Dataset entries
◇ ◇ ◇ ◇
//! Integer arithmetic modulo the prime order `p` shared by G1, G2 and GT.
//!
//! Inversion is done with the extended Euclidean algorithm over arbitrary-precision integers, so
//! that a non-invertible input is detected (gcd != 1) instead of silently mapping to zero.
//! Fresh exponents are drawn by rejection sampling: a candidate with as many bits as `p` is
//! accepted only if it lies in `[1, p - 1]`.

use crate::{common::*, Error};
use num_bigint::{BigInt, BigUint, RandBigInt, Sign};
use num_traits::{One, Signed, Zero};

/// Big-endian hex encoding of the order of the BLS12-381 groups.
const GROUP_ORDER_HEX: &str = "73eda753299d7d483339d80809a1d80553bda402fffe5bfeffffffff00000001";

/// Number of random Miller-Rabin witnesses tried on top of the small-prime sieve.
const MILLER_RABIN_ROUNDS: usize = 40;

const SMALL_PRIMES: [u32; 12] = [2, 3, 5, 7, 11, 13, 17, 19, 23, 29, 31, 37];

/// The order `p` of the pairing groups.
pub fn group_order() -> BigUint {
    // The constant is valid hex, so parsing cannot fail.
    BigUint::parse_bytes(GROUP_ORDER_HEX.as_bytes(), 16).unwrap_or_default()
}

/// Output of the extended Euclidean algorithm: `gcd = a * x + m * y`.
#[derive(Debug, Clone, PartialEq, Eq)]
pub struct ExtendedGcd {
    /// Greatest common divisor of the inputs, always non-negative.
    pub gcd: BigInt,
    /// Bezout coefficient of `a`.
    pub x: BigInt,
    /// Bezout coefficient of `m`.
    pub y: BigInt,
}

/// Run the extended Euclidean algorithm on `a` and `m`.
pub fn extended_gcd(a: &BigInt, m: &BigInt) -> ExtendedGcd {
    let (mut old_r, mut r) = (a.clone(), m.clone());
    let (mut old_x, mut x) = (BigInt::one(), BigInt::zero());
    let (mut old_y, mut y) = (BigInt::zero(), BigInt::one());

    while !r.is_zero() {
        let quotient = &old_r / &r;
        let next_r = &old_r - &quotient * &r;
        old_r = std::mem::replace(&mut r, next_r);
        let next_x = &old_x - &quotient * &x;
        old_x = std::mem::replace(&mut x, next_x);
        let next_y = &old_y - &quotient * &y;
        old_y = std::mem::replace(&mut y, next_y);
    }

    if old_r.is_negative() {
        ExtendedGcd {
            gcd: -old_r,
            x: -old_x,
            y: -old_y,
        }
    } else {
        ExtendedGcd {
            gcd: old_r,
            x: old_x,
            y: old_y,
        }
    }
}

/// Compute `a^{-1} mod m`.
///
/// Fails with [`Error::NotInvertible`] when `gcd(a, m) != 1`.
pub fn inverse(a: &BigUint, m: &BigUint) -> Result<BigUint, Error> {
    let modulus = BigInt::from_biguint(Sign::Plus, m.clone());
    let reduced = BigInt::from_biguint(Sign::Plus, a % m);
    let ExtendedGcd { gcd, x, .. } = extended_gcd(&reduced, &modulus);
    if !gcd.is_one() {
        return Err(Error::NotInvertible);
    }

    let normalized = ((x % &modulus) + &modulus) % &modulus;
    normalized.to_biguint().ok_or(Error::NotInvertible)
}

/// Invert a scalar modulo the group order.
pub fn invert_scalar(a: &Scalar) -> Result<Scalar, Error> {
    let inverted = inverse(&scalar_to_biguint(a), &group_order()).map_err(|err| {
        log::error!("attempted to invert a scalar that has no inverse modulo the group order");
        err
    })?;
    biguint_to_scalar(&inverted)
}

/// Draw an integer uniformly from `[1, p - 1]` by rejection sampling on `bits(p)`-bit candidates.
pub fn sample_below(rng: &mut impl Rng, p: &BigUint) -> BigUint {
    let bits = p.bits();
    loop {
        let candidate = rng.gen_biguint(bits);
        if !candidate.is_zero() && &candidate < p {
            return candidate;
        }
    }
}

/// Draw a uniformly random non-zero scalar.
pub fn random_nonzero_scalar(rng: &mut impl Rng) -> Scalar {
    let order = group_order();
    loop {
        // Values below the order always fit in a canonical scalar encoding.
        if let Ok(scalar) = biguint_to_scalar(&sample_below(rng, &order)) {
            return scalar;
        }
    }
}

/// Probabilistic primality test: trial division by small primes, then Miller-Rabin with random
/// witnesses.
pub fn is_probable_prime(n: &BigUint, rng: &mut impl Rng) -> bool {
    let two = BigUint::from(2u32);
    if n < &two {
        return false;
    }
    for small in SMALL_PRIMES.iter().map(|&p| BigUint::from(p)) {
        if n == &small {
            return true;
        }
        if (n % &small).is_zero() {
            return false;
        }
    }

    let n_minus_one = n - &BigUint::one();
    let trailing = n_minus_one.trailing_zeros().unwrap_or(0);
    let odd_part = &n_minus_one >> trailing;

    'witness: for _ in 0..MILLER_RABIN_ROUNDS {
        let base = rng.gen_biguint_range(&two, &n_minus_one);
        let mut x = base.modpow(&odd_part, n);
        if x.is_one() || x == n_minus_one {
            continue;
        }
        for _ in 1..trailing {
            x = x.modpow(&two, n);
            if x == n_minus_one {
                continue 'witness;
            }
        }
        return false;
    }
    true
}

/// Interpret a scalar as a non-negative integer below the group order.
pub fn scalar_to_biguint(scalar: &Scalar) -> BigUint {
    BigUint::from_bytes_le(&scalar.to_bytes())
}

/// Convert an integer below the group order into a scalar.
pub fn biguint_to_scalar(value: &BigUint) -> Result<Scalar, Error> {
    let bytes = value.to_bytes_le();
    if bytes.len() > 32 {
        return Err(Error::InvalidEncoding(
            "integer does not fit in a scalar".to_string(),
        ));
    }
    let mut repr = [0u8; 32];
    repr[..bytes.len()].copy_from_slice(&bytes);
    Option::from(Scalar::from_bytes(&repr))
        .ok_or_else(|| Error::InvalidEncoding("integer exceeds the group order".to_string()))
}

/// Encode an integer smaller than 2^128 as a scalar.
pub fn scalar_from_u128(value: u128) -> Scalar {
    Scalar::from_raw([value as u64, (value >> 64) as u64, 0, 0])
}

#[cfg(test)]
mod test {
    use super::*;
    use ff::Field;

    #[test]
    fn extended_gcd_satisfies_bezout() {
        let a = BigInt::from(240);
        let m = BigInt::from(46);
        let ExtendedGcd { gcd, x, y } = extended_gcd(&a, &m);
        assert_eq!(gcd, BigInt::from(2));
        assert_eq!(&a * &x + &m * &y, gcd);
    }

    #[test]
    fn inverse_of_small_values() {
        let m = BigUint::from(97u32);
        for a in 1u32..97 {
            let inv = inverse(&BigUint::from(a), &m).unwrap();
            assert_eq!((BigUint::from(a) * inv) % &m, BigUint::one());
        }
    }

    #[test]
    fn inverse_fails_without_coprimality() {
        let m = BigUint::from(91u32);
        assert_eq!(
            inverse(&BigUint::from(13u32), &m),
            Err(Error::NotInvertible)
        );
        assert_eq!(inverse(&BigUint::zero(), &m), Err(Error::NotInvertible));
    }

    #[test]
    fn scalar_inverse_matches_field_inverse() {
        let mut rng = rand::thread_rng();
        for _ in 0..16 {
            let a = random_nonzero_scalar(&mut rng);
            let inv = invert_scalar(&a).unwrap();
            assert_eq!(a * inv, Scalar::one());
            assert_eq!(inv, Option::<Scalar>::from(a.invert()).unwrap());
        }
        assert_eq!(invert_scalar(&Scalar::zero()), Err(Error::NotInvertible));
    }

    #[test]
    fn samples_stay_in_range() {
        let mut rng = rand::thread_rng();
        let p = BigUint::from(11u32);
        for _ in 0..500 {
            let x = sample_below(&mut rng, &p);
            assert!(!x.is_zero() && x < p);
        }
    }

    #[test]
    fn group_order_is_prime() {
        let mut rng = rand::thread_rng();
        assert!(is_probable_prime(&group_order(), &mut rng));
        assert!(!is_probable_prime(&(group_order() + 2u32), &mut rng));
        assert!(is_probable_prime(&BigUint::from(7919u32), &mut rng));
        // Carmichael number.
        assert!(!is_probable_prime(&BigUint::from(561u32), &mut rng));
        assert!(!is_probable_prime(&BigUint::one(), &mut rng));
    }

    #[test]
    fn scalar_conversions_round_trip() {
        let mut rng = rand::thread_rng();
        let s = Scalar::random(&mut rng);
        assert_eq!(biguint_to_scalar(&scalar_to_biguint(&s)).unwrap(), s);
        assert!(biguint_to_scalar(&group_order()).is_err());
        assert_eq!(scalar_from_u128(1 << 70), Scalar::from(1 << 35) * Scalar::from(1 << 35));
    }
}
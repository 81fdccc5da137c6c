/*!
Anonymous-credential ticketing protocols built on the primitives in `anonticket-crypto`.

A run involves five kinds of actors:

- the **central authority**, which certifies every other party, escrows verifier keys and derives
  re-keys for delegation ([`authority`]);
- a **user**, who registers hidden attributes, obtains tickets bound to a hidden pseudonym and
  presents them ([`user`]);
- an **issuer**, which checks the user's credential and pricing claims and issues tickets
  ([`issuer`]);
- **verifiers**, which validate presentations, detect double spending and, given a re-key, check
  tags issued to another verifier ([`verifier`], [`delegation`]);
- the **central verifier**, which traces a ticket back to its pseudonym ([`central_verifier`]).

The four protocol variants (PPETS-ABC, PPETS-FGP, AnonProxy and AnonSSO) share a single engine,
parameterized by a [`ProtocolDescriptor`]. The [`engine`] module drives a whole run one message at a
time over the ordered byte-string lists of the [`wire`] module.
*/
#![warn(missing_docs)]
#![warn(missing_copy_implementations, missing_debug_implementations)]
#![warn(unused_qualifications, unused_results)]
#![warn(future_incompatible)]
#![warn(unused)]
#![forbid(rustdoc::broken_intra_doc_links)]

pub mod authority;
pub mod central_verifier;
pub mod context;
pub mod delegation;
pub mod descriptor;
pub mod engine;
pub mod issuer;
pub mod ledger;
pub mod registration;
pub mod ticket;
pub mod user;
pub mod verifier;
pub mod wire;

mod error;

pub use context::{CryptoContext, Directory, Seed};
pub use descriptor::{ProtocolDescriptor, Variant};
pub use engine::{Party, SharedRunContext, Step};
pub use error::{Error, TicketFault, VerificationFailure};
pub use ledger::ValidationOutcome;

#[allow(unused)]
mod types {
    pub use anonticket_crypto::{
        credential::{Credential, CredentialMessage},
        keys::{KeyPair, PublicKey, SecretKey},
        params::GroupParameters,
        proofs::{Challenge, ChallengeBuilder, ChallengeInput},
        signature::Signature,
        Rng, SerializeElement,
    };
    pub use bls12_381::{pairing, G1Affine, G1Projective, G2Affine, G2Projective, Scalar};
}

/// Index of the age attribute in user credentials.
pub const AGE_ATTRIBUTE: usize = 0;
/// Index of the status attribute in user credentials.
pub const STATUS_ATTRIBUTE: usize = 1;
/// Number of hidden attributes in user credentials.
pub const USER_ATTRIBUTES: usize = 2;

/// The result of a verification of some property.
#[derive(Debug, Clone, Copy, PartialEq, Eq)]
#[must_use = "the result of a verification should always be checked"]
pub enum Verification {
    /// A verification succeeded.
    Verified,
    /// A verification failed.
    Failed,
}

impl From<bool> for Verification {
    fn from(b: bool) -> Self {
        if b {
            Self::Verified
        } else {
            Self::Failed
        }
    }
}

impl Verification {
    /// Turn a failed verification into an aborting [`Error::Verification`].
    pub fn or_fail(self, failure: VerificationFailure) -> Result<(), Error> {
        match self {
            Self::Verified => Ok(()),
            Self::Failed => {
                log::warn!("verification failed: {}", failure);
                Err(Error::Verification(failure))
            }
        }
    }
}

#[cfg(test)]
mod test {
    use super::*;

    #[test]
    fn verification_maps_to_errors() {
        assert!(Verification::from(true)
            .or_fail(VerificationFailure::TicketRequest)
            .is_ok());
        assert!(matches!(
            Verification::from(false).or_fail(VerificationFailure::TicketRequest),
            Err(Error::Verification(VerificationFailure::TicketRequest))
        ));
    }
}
◇ ◇ ◇ ◇
- _YOUR ASSIGNMENT_
Only lines that include "base" are counted here. Give their number for the records above and add nothing.

- _EXERCISE SOLUTION_
2